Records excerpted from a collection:
* * * * *

use polars::error::PolarsError;
use std::path::PathBuf;
use thiserror::Error;

#[derive(Debug, Error)]
pub enum PipelineError {
    #[error("Invalid configuration: {0}")]
    InvalidConfig(String),

    #[error("Failed to read configuration file '{0}'")]
    ConfigRead(PathBuf, #[source] std::io::Error),

    #[error("Failed to parse configuration file '{0}'")]
    ConfigParse(PathBuf, #[source] serde_json::Error),

    #[error("Failed to create output directory '{0}'")]
    OutputDirCreation(PathBuf, #[source] std::io::Error),

    #[error("Failed to write '{0}'")]
    PersistIo(PathBuf, #[source] std::io::Error),

    #[error("Failed to encode table into '{0}'")]
    PersistPolars(PathBuf, #[source] PolarsError),

    #[error("Required column '{0}' is missing from the measurement table")]
    MissingColumn(String),

    #[error("Table operation failed: {0}")]
    Polars(#[from] PolarsError),
}
use crate::config::PipelineConfig;
use crate::enrichment::error::EnrichmentError;
use crate::stations::locate_station::StationLocator;
use crate::types::data_source::RequiredData;
use crate::types::lat_lon::LatLon;
use crate::types::station::Station;
use crate::weather_data::data_loader::WeatherDataLoader;
use crate::weather_data::filtering::DailyFrameFilterExt;
use chrono::NaiveDate;
use log::{debug, info};
use polars::prelude::DataFrame;
use reqwest::Client;

/// Where the weather enricher gets stations and daily observations from.
#[allow(async_fn_in_trait)]
pub trait WeatherSource {
    /// The station observations for `location` are taken from, if any.
    async fn nearest_station(&self, location: LatLon) -> Result<Option<Station>, EnrichmentError>;

    /// Daily observations of `station` between `start` and `end` (inclusive).
    ///
    /// The frame has a `date` column and one column per observed field.
    async fn daily_observations(
        &self,
        station: &Station,
        start: NaiveDate,
        end: NaiveDate,
    ) -> Result<DataFrame, EnrichmentError>;
}

/// Meteostat bulk data: station catalog plus per-station daily files, both cached
/// on disk.
pub struct MeteostatSource {
    locator: StationLocator,
    loader: WeatherDataLoader,
    max_distance_km: Option<f64>,
    required_data: Option<RequiredData>,
}

impl MeteostatSource {
    pub fn new(
        locator: StationLocator,
        loader: WeatherDataLoader,
        max_distance_km: Option<f64>,
        required_data: Option<RequiredData>,
    ) -> Self {
        MeteostatSource {
            locator,
            loader,
            max_distance_km,
            required_data,
        }
    }

    /// Opens the cache directory, builds an HTTP client with the configured timeout
    /// and loads the station catalog.
    pub async fn from_config(config: &PipelineConfig) -> Result<Self, EnrichmentError> {
        let cache_dir = config
            .resolved_cache_directory()
            .ok_or(EnrichmentError::CacheDirResolution)?;
        tokio::fs::create_dir_all(&cache_dir)
            .await
            .map_err(|e| EnrichmentError::CacheDirCreation(cache_dir.clone(), e))?;

        let client = Client::builder()
            .timeout(config.request_timeout())
            .build()
            .map_err(EnrichmentError::ClientBuild)?;

        let locator = StationLocator::new(&cache_dir, &client).await?;
        info!("Station catalog holds {} stations", locator.len());
        let loader = WeatherDataLoader::new(&cache_dir, client, config.max_retries);
        let required_data = config.require_daily_inventory.then_some(RequiredData::Overlapping {
            start: config.date_range_start,
            end: config.date_range_end,
        });

        Ok(Self::new(
            locator,
            loader,
            config.station_search_radius_km,
            required_data,
        ))
    }
}

impl WeatherSource for MeteostatSource {
    async fn nearest_station(&self, location: LatLon) -> Result<Option<Station>, EnrichmentError> {
        let nearest = self
            .locator
            .nearest(location, self.max_distance_km, self.required_data);
        if let Some((station, distance_km)) = &nearest {
            debug!(
                "Nearest station to {:?} is {} ({}) at {:.1} km",
                location,
                station.id,
                station.display_name(),
                distance_km
            );
        }
        Ok(nearest.map(|(station, _)| station))
    }

    async fn daily_observations(
        &self,
        station: &Station,
        start: NaiveDate,
        end: NaiveDate,
    ) -> Result<DataFrame, EnrichmentError> {
        let frame = self.loader.get_daily_frame(&station.id).await?;
        Ok(frame.filter_daily(start, end).collect()?)
    }
}

#[cfg(test)]
mod tests {
    use super::*;

    #[tokio::test]
    #[ignore = "downloads the Meteostat station catalog and daily data"]
    async fn test_meteostat_source_for_berlin() -> Result<(), EnrichmentError> {
        let cache = tempfile::tempdir().unwrap();
        let config = PipelineConfig::builder()
            .cache_directory(cache.path())
            .build();
        let source = MeteostatSource::from_config(&config).await?;

        let station = source
            .nearest_station(LatLon(52.52, 13.405))
            .await?
            .expect("a station near Berlin");
        let start = NaiveDate::from_ymd_opt(2020, 1, 1).unwrap();
        let end = NaiveDate::from_ymd_opt(2020, 1, 31).unwrap();
        let daily = source.daily_observations(&station, start, end).await?;
        assert!(daily.height() <= 31);
        assert!(daily.height() > 0);
        Ok(())
    }
}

* * * * *

*WORK TO COMPLETE*. Every entry above should be given again exactly as shown.

*OUTPUT OF THE TASK*.
use polars::error::PolarsError;
use std::path::PathBuf;
use thiserror::Error;

#[derive(Debug, Error)]
pub enum PipelineError {
    #[error("Invalid configuration: {0}")]
    InvalidConfig(String),

    #[error("Failed to read configuration file '{0}'")]
    ConfigRead(PathBuf, #[source] std::io::Error),

    #[error("Failed to parse configuration file '{0}'")]
    ConfigParse(PathBuf, #[source] serde_json::Error),

    #[error("Failed to create output directory '{0}'")]
    OutputDirCreation(PathBuf, #[source] std::io::Error),

    #[error("Failed to write '{0}'")]
    PersistIo(PathBuf, #[source] std::io::Error),

    #[error("Failed to encode table into '{0}'")]
    PersistPolars(PathBuf, #[source] PolarsError),

    #[error("Required column '{0}' is missing from the measurement table")]
    MissingColumn(String),

    #[error("Table operation failed: {0}")]
    Polars(#[from] PolarsError),
}
use crate::config::PipelineConfig;
use crate::enrichment::error::EnrichmentError;
use crate::stations::locate_station::StationLocator;
use crate::types::data_source::RequiredData;
use crate::types::lat_lon::LatLon;
use crate::types::station::Station;
use crate::weather_data::data_loader::WeatherDataLoader;
use crate::weather_data::filtering::DailyFrameFilterExt;
use chrono::NaiveDate;
use log::{debug, info};
use polars::prelude::DataFrame;
use reqwest::Client;

/// Where the weather enricher gets stations and daily observations from.
#[allow(async_fn_in_trait)]
pub trait WeatherSource {
    /// The station observations for `location` are taken from, if any.
    async fn nearest_station(&self, location: LatLon) -> Result<Option<Station>, EnrichmentError>;

    /// Daily observations of `station` between `start` and `end` (inclusive).
    ///
    /// The frame has a `date` column and one column per observed field.
    async fn daily_observations(
        &self,
        station: &Station,
        start: NaiveDate,
        end: NaiveDate,
    ) -> Result<DataFrame, EnrichmentError>;
}

/// Meteostat bulk data: station catalog plus per-station daily files, both cached
/// on disk.
pub struct MeteostatSource {
    locator: StationLocator,
    loader: WeatherDataLoader,
    max_distance_km: Option<f64>,
    required_data: Option<RequiredData>,
}

impl MeteostatSource {
    pub fn new(
        locator: StationLocator,
        loader: WeatherDataLoader,
        max_distance_km: Option<f64>,
        required_data: Option<RequiredData>,
    ) -> Self {
        MeteostatSource {
            locator,
            loader,
            max_distance_km,
            required_data,
        }
    }

    /// Opens the cache directory, builds an HTTP client with the configured timeout
    /// and loads the station catalog.
    pub async fn from_config(config: &PipelineConfig) -> Result<Self, EnrichmentError> {
        let cache_dir = config
            .resolved_cache_directory()
            .ok_or(EnrichmentError::CacheDirResolution)?;
        tokio::fs::create_dir_all(&cache_dir)
            .await
            .map_err(|e| EnrichmentError::CacheDirCreation(cache_dir.clone(), e))?;

        let client = Client::builder()
            .timeout(config.request_timeout())
            .build()
            .map_err(EnrichmentError::ClientBuild)?;

        let locator = StationLocator::new(&cache_dir, &client).await?;
        info!("Station catalog holds {} stations", locator.len());
        let loader = WeatherDataLoader::new(&cache_dir, client, config.max_retries);
        let required_data = config.require_daily_inventory.then_some(RequiredData::Overlapping {
            start: config.date_range_start,
            end: config.date_range_end,
        });

        Ok(Self::new(
            locator,
            loader,
            config.station_search_radius_km,
            required_data,
        ))
    }
}

impl WeatherSource for MeteostatSource {
    async fn nearest_station(&self, location: LatLon) -> Result<Option<Station>, EnrichmentError> {
        let nearest = self
            .locator
            .nearest(location, self.max_distance_km, self.required_data);
        if let Some((station, distance_km)) = &nearest {
            debug!(
                "Nearest station to {:?} is {} ({}) at {:.1} km",
                location,
                station.id,
                station.display_name(),
                distance_km
            );
        }
        Ok(nearest.map(|(station, _)| station))
    }

    async fn daily_observations(
        &self,
        station: &Station,
        start: NaiveDate,
        end: NaiveDate,
    ) -> Result<DataFrame, EnrichmentError> {
        let frame = self.loader.get_daily_frame(&station.id).await?;
        Ok(frame.filter_daily(start, end).collect()?)
    }
}

#[cfg(test)]
mod tests {
    use super::*;

    #[tokio::test]
    #[ignore = "downloads the Meteostat station catalog and daily data"]
    async fn test_meteostat_source_for_berlin() -> Result<(), EnrichmentError> {
        let cache = tempfile::tempdir().unwrap();
        let config = PipelineConfig::builder()
            .cache_directory(cache.path())
            .build();
        let source = MeteostatSource::from_config(&config).await?;

        let station = source
            .nearest_station(LatLon(52.52, 13.405))
            .await?
            .expect("a station near Berlin");
        let start = NaiveDate::from_ymd_opt(2020, 1, 1).unwrap();
        let end = NaiveDate::from_ymd_opt(2020, 1, 31).unwrap();
        let daily = source.daily_observations(&station, start, end).await?;
        assert!(daily.height() <= 31);
        assert!(daily.height() > 0);
        Ok(())
    }
}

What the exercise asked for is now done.